The first chapter evaluates a fortified rice intervention implemented through a randomized school feeding program in Cambodia. Using panel data with pre- and post-intervention measurements, the analysis estimates the impacts of fortified rice on children's nutritional outcomes, micronutrient biomarkers, and cognitive performance. The results show significant reductions in zinc deficiency and improvements in selected biomarkers, with effects varying by rice formulation and micronutrient composition. Significant heterogeneity is observed by child characteristics, including sex, age, and baseline nutritional status. Beyond the probability of having deficiency, the intervention also reduces the zinc deficiency gap and severity.

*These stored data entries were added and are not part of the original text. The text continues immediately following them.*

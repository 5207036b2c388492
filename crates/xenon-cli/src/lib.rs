//! Command-line interface runtime for `xenonctl`.
//!
//! The module owns argument parsing, configuration bootstrapping, telemetry
//! set-up and command dispatch. The runtime is exercised both from the binary
//! entrypoint and from tests where configuration loading and the output
//! streams are substituted.

use std::ffi::OsString;
use std::io::Write;
use std::process::ExitCode;

use clap::Parser;
use clap::error::ErrorKind;

mod cli;
mod commands;
mod config;
mod errors;
mod telemetry;

use cli::Cli;
use config::{prepare_cli_arguments, split_config_arguments};
pub(crate) use config::{ConfigLoader, OrthoConfigLoader};
pub(crate) use errors::{AppError, is_daemon_not_running};

/// CLI flags recognised by the configuration loader.
///
/// MAINTENANCE: This list must be kept in sync with the fields of
/// `xenon_config::Config`.
const CONFIG_CLI_FLAGS: &[&str] = &[
    "--config-path",
    "--daemon-socket",
    "--write-timeout-ms",
    "--read-timeout-ms",
    "--mounts-path",
    "--license-manifest",
    "--license-dir",
    "--log-filter",
    "--log-format",
];

/// Bundles the output streams provided to the CLI runtime.
pub(crate) struct IoStreams<'a, W: Write, E: Write> {
    pub(crate) stdout: &'a mut W,
    pub(crate) stderr: &'a mut E,
}

impl<'a, W: Write, E: Write> IoStreams<'a, W, E> {
    pub(crate) const fn new(stdout: &'a mut W, stderr: &'a mut E) -> Self {
        Self { stdout, stderr }
    }
}

struct CliRunner<'a, W: Write, E: Write, L: ConfigLoader> {
    io: IoStreams<'a, W, E>,
    loader: &'a L,
}

impl<'a, W, E, L> CliRunner<'a, W, E, L>
where
    W: Write,
    E: Write,
    L: ConfigLoader,
{
    const fn new(io: IoStreams<'a, W, E>, loader: &'a L) -> Self {
        Self { io, loader }
    }

    fn run<I>(&mut self, args: I) -> ExitCode
    where
        I: IntoIterator<Item = OsString>,
    {
        let args: Vec<OsString> = args.into_iter().collect();
        let split = split_config_arguments(&args);
        let cli = match Cli::try_parse_from(prepare_cli_arguments(&args, &split)) {
            Ok(cli) => cli,
            Err(error) => return self.report_usage(&error),
        };

        let result = self.loader.load(&split.config_arguments).and_then(|config| {
            config.validate()?;
            telemetry::initialise(&config)?;
            commands::execute(cli.command, &config, &mut self.io)
        });

        match result {
            Ok(()) => ExitCode::SUCCESS,
            Err(error) => {
                self.report_failure(&error);
                ExitCode::FAILURE
            }
        }
    }

    /// Help and version go to stdout and succeed; usage errors fail.
    fn report_usage(&mut self, error: &clap::Error) -> ExitCode {
        let rendered = error.render();
        match error.kind() {
            ErrorKind::DisplayHelp | ErrorKind::DisplayVersion => {
                let _ = write!(self.io.stdout, "{rendered}");
                ExitCode::SUCCESS
            }
            _ => {
                let _ = write!(self.io.stderr, "{rendered}");
                ExitCode::FAILURE
            }
        }
    }

    fn report_failure(&mut self, error: &AppError) {
        let _ = writeln!(self.io.stderr, "xenonctl: {error}");
        if is_daemon_not_running(error) {
            let _ = writeln!(
                self.io.stderr,
                "hint: the Xenon daemon does not appear to be running"
            );
        }
    }
}

/// Runs the CLI using the provided arguments and output handles.
#[must_use]
pub fn run<I, W, E>(args: I, stdout: &mut W, stderr: &mut E) -> ExitCode
where
    I: IntoIterator<Item = OsString>,
    W: Write,
    E: Write,
{
    run_with_loader(args, stdout, stderr, &OrthoConfigLoader)
}

/// Runs the CLI with a custom configuration loader.
pub(crate) fn run_with_loader<I, W, E, L>(
    args: I,
    stdout: &mut W,
    stderr: &mut E,
    loader: &L,
) -> ExitCode
where
    I: IntoIterator<Item = OsString>,
    W: Write,
    E: Write,
    L: ConfigLoader,
{
    CliRunner::new(IoStreams::new(stdout, stderr), loader).run(args)
}

#[cfg(test)]
mod tests;
//! Mount descriptors and their tagged JSON encoding.
//!
//! A descriptor is encoded as an object with exactly one of the keys `path`,
//! `bundle`, `icloudbundle` or `preset`. Decoding tries the keys in that
//! order and commits to the first one whose value has the expected shape, so
//! a malformed document carrying several tags resolves by key order instead
//! of being rejected. Unknown keys are ignored.

use std::fmt;

use serde::de::{self, Deserializer};
use serde::ser::{SerializeMap, Serializer};
use serde::{Deserialize, Serialize};
use serde_json::Value;
use strum::{Display, EnumString};
use thiserror::Error;

const PATH_KEY: &str = "path";
const BUNDLE_KEY: &str = "bundle";
const ICLOUD_BUNDLE_KEY: &str = "icloudbundle";
const PRESET_KEY: &str = "preset";

/// Locations the daemon knows how to resolve on its own.
#[derive(
    Debug, Clone, Copy, PartialEq, Eq, Hash, Deserialize, Serialize, EnumString, Display,
)]
#[serde(rename_all = "lowercase")]
#[strum(serialize_all = "lowercase", ascii_case_insensitive)]
pub enum PresetKind {
    /// The photo library.
    Photos,
    /// The "On My iPhone" local files area.
    LocalFiles,
    /// The mobile user's home directory.
    Home,
    /// The mobile user's documents directory.
    Documents,
}

/// Errors raised while decoding a descriptor document.
#[derive(Debug, Error, PartialEq, Eq)]
pub enum DescriptorError {
    /// None of the four tag keys carried a usable value.
    #[error("mount descriptor matches none of: path, bundle, icloudbundle, preset")]
    UnrecognizedVariant,
}

/// What a mount exposes.
#[derive(Debug, Clone, PartialEq, Eq, Hash)]
pub enum MountDescriptor {
    /// An arbitrary filesystem path.
    Path(String),
    /// An application's private data container, by bundle identifier.
    AppBundle(String),
    /// An application's iCloud container, by bundle identifier.
    ICloudBundle(String),
    /// A fixed location known to the daemon.
    Preset(PresetKind),
}

impl MountDescriptor {
    /// Tag key used in the serialised form.
    #[must_use]
    pub const fn tag(&self) -> &'static str {
        match self {
            Self::Path(_) => PATH_KEY,
            Self::AppBundle(_) => BUNDLE_KEY,
            Self::ICloudBundle(_) => ICLOUD_BUNDLE_KEY,
            Self::Preset(_) => PRESET_KEY,
        }
    }
}

impl fmt::Display for MountDescriptor {
    fn fmt(&self, f: &mut fmt::Formatter<'_>) -> fmt::Result {
        match self {
            Self::Path(path) => write!(f, "path {path}"),
            Self::AppBundle(bundle) => write!(f, "app bundle {bundle}"),
            Self::ICloudBundle(bundle) => write!(f, "icloud bundle {bundle}"),
            Self::Preset(kind) => write!(f, "preset {kind}"),
        }
    }
}

impl Serialize for MountDescriptor {
    fn serialize<S: Serializer>(&self, serializer: S) -> Result<S::Ok, S::Error> {
        let mut map = serializer.serialize_map(Some(1))?;
        match self {
            Self::Path(value) | Self::AppBundle(value) | Self::ICloudBundle(value) => {
                map.serialize_entry(self.tag(), value)?;
            }
            Self::Preset(kind) => map.serialize_entry(self.tag(), kind)?,
        }
        map.end()
    }
}

/// Every tag the document might carry, captured loosely so a tag with the
/// wrong value shape falls through to the next one.
#[derive(Deserialize)]
struct TaggedFields {
    #[serde(default)]
    path: Option<Value>,
    #[serde(default)]
    bundle: Option<Value>,
    #[serde(default)]
    icloudbundle: Option<Value>,
    #[serde(default)]
    preset: Option<Value>,
}

impl TaggedFields {
    fn resolve(self) -> Result<MountDescriptor, DescriptorError> {
        if let Some(Value::String(path)) = self.path {
            return Ok(MountDescriptor::Path(path));
        }
        if let Some(Value::String(bundle)) = self.bundle {
            return Ok(MountDescriptor::AppBundle(bundle));
        }
        if let Some(Value::String(bundle)) = self.icloudbundle {
            return Ok(MountDescriptor::ICloudBundle(bundle));
        }
        if let Some(kind) = self
            .preset
            .and_then(|value| serde_json::from_value::<PresetKind>(value).ok())
        {
            return Ok(MountDescriptor::Preset(kind));
        }
        Err(DescriptorError::UnrecognizedVariant)
    }
}

impl<'de> Deserialize<'de> for MountDescriptor {
    fn deserialize<D: Deserializer<'de>>(deserializer: D) -> Result<Self, D::Error> {
        TaggedFields::deserialize(deserializer)?
            .resolve()
            .map_err(de::Error::custom)
    }
}
//! Request payloads understood by the daemon.
//!
//! A request is a command keyword, optionally followed by one space and a
//! single argument, terminated by a NUL byte. The daemon reads up to the
//! terminator, so neither part may contain one.

use std::fmt;
use std::str::FromStr;

use thiserror::Error;

/// Protocol marker every pairing code begins with.
pub const PAIRING_MARKER: &str = "XE42~";

const TERMINATOR: u8 = 0;

/// Command keywords recognised by the daemon (case-sensitive).
pub mod commands {
    /// Re-read the mount table from disk.
    pub const RELOAD_MOUNTS: &str = "reload-mounts";
    /// List application bundle identifiers as a JSON array of strings.
    pub const BUNDLES: &str = "bundles";
    /// List iCloud container identifiers as a JSON array of strings.
    pub const ICLOUD_BUNDLES: &str = "icloud-bundles";
    /// Fetch the daemon's public key as text.
    pub const PUBLIC_KEY: &str = "pubkey";
    /// Produce a client connection snippet as text.
    pub const GENERATE_CONFIG: &str = "generate-config";
    /// Discard the current keypair and generate a new one.
    pub const REGENERATE_KEYS: &str = "regenerate-keys";
}

/// A single command sent to the daemon.
#[derive(Debug, Clone, PartialEq, Eq)]
pub struct DaemonRequest {
    keyword: String,
    argument: Option<String>,
}

impl DaemonRequest {
    /// Builds a bare command.
    #[must_use]
    pub fn new(keyword: impl Into<String>) -> Self {
        Self {
            keyword: keyword.into(),
            argument: None,
        }
    }

    /// Attaches the single space-delimited argument.
    #[must_use]
    pub fn with_argument(mut self, argument: impl Into<String>) -> Self {
        self.argument = Some(argument.into());
        self
    }

    /// Command keyword.
    #[must_use]
    pub fn keyword(&self) -> &str {
        &self.keyword
    }

    /// Optional argument.
    #[must_use]
    pub fn argument(&self) -> Option<&str> {
        self.argument.as_deref()
    }

    /// Wire form: the command text followed by the NUL terminator.
    #[must_use]
    pub fn encode(&self) -> Vec<u8> {
        let text = self.to_string();
        let mut payload = Vec::with_capacity(text.len() + 1);
        payload.extend_from_slice(text.as_bytes());
        payload.push(TERMINATOR);
        payload
    }
}

impl fmt::Display for DaemonRequest {
    fn fmt(&self, f: &mut fmt::Formatter<'_>) -> fmt::Result {
        match &self.argument {
            Some(argument) => write!(f, "{} {argument}", self.keyword),
            None => f.write_str(&self.keyword),
        }
    }
}

/// Errors raised while validating scanned pairing text.
#[derive(Debug, Error, PartialEq, Eq)]
pub enum PairingCodeError {
    /// The text does not start with [`PAIRING_MARKER`].
    #[error("pairing code must begin with '{PAIRING_MARKER}'")]
    MissingMarker,
    /// The text contains the frame terminator.
    #[error("pairing code contains a NUL byte")]
    EmbeddedNul,
}

/// Scanned pairing text that carries the protocol marker.
///
/// The remainder is opaque here; the daemon decides whether it is valid.
/// Constructing a `PairingCode` is the only local check, so text from
/// unrelated QR codes never reaches the socket.
#[derive(Debug, Clone, PartialEq, Eq)]
pub struct PairingCode(String);

impl PairingCode {
    /// The code exactly as scanned.
    #[must_use]
    pub fn as_str(&self) -> &str {
        &self.0
    }

    /// Request forwarding the code verbatim as the command keyword.
    #[must_use]
    pub fn to_request(&self) -> DaemonRequest {
        DaemonRequest::new(self.0.clone())
    }
}

impl FromStr for PairingCode {
    type Err = PairingCodeError;

    fn from_str(input: &str) -> Result<Self, Self::Err> {
        if !input.starts_with(PAIRING_MARKER) {
            return Err(PairingCodeError::MissingMarker);
        }
        if input.as_bytes().contains(&TERMINATOR) {
            return Err(PairingCodeError::EmbeddedNul);
        }
        Ok(Self(input.to_owned()))
    }
}

impl fmt::Display for PairingCode {
    fn fmt(&self, f: &mut fmt::Formatter<'_>) -> fmt::Result {
        f.write_str(&self.0)
    }
}
//! File-backed persistence for the mount table.
//!
//! Reads are best effort: any failure to read or decode the file yields an
//! empty table and a log event, never an error for the caller. Writes encode
//! the whole table in memory first and then replace the file atomically, so
//! an encoding failure leaves the previous file byte-for-byte intact and a
//! crash mid-write never leaves a truncated file behind.
//!
//! One writer at a time is assumed. Two processes mutating concurrently are
//! not coordinated; the last rename wins.

use std::fs;
use std::io::{self, Write};
use std::path::Path;

use camino::{Utf8Path, Utf8PathBuf};
use tempfile::Builder;
use thiserror::Error;
use tracing::{debug, info, warn};

use crate::descriptor::MountDescriptor;
use crate::name::MountName;
use crate::table::MountTable;

/// Tracing target for store events.
pub const STORE_TARGET: &str = "xenon_mounts::store";

/// Reasons the backing file could not be turned into a table.
#[derive(Debug, Error)]
pub enum LoadError {
    /// The file does not exist.
    #[error("mount file {path} does not exist")]
    Missing {
        /// Backing file path.
        path: Utf8PathBuf,
    },
    /// The file exists but could not be read.
    #[error("failed to read mount file {path}: {source}")]
    Read {
        /// Backing file path.
        path: Utf8PathBuf,
        /// Underlying I/O error.
        #[source]
        source: io::Error,
    },
    /// The contents are not a valid mount table.
    #[error("failed to decode mount file {path}: {source}")]
    Decode {
        /// Backing file path.
        path: Utf8PathBuf,
        /// Underlying JSON error.
        #[source]
        source: serde_json::Error,
    },
}

/// Reasons a table could not be persisted. The previous file is untouched.
#[derive(Debug, Error)]
pub enum StoreError {
    /// The table could not be serialised.
    #[error("failed to encode mount table: {0}")]
    Encode(#[source] serde_json::Error),
    /// The encoded table could not be written into place.
    #[error("failed to write mount file {path}: {source}")]
    Write {
        /// Backing file path.
        path: Utf8PathBuf,
        /// Underlying I/O error.
        #[source]
        source: io::Error,
    },
}

/// The mount table file at a fixed path.
#[derive(Debug, Clone, PartialEq, Eq)]
pub struct MountStore {
    path: Utf8PathBuf,
}

impl MountStore {
    /// Store backed by the file at `path`.
    #[must_use]
    pub fn new(path: impl Into<Utf8PathBuf>) -> Self {
        Self { path: path.into() }
    }

    /// Backing file path.
    #[must_use]
    pub fn path(&self) -> &Utf8Path {
        &self.path
    }

    /// Reads and decodes the backing file, reporting why it failed.
    ///
    /// # Errors
    ///
    /// Returns a [`LoadError`] describing a missing, unreadable or
    /// undecodable file.
    pub fn try_load(&self) -> Result<MountTable, LoadError> {
        let contents = fs::read(self.path.as_std_path()).map_err(|source| {
            if source.kind() == io::ErrorKind::NotFound {
                LoadError::Missing {
                    path: self.path.clone(),
                }
            } else {
                LoadError::Read {
                    path: self.path.clone(),
                    source,
                }
            }
        })?;
        serde_json::from_slice(&contents).map_err(|source| LoadError::Decode {
            path: self.path.clone(),
            source,
        })
    }

    /// Current table; empty when the file is missing, unreadable or corrupt.
    #[must_use]
    pub fn load(&self) -> MountTable {
        match self.try_load() {
            Ok(table) => {
                debug!(
                    target: STORE_TARGET,
                    file = %self.path,
                    mounts = table.len(),
                    "loaded mount table"
                );
                table
            }
            Err(LoadError::Missing { .. }) => {
                debug!(target: STORE_TARGET, file = %self.path, "no mount table yet");
                MountTable::new()
            }
            Err(error) => {
                warn!(target: STORE_TARGET, %error, "using an empty mount table");
                MountTable::new()
            }
        }
    }

    /// Replaces the backing file with `table`.
    ///
    /// # Errors
    ///
    /// Returns [`StoreError::Encode`] when the table cannot be serialised and
    /// [`StoreError::Write`] when the file cannot be replaced. In both cases
    /// the existing file is left as it was.
    pub fn save(&self, table: &MountTable) -> Result<(), StoreError> {
        self.persist(serde_json::to_vec_pretty(table))
    }

    /// Loads, inserts or replaces `name`, and saves. Returns the replaced
    /// descriptor, if any.
    ///
    /// # Errors
    ///
    /// Returns a [`StoreError`] when the updated table cannot be saved.
    pub fn upsert(
        &self,
        name: &MountName,
        descriptor: MountDescriptor,
    ) -> Result<Option<MountDescriptor>, StoreError> {
        let mut table = self.load();
        let previous = table.insert(name, descriptor);
        self.save(&table)?;
        info!(target: STORE_TARGET, mount = %name, replaced = previous.is_some(), "mount saved");
        Ok(previous)
    }

    /// Loads, removes `name`, and saves. Returns the removed descriptor; when
    /// the name is absent nothing is written.
    ///
    /// # Errors
    ///
    /// Returns a [`StoreError`] when the updated table cannot be saved.
    pub fn remove(&self, name: &str) -> Result<Option<MountDescriptor>, StoreError> {
        let mut table = self.load();
        let Some(removed) = table.remove(name) else {
            debug!(target: STORE_TARGET, mount = name, "nothing to remove");
            return Ok(None);
        };
        self.save(&table)?;
        info!(target: STORE_TARGET, mount = name, "mount removed");
        Ok(Some(removed))
    }

    fn persist(&self, encoded: Result<Vec<u8>, serde_json::Error>) -> Result<(), StoreError> {
        let bytes = encoded.map_err(StoreError::Encode)?;
        atomic_write(self.path.as_std_path(), &bytes).map_err(|source| StoreError::Write {
            path: self.path.clone(),
            source,
        })
    }
}

/// Writes `contents` beside `path` and renames it into place.
///
/// Data is flushed and fsync'd before the rename so readers never observe a
/// partially written table.
fn atomic_write(path: &Path, contents: &[u8]) -> io::Result<()> {
    let directory = match path.parent() {
        Some(parent) if parent.as_os_str().is_empty() => Path::new("."),
        Some(parent) => parent,
        None => {
            return Err(io::Error::new(
                io::ErrorKind::NotFound,
                "mount file path did not have a parent directory",
            ));
        }
    };
    fs::create_dir_all(directory)?;

    let mut builder = Builder::new();
    builder.prefix(
        path.file_name()
            .and_then(|name| name.to_str())
            .unwrap_or("mounts"),
    );
    #[cfg(unix)]
    {
        use std::fs::Permissions;
        use std::os::unix::fs::PermissionsExt;
        // The daemon reads this file under its own account.
        builder.permissions(Permissions::from_mode(0o644));
    }

    let mut file = builder.tempfile_in(directory)?;
    file.write_all(contents)?;
    file.as_file().sync_all()?;
    file.persist(path).map_err(|error| error.error)?;
    Ok(())
}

The second chapter assesses the cost-effectiveness of three fortified rice formulations based on micronutrient composition, using Difference-in-Differences estimates from the first chapter as measures of effectiveness to construct Incremental Cost-Effectiveness Ratios. While the type of fortified rice with higher contents of serum zinc is the most effective formulation for zinc-related outcomes, it lies in the "uncertain" region of the cost-effectiveness plane due to its higher incremental cost, highlighting the importance of explicit Willingness-to-Pay thresholds for adoption decisions.
The final chapter analyzes the determinants and market impacts of controlled environment agriculture (CEA) in U.S. vegetable production. Using a random forest model, the chapter identifies key drivers of adoption, including temperature, electricity prices, and financial capacity, and predicts state-level adoption rates. These predicted adoption rates are then incorporated into an equilibrium displacement model to simulate CEA expansion and electricity price shocks. The results indicate that CEA expansion modestly lowers prices, increases quantities, raises consumer surplus, and generates heterogeneous welfare effects across production systems. In addition, CEA adopters operating energy-intensive systems are more sensitive to changes in electricity prices.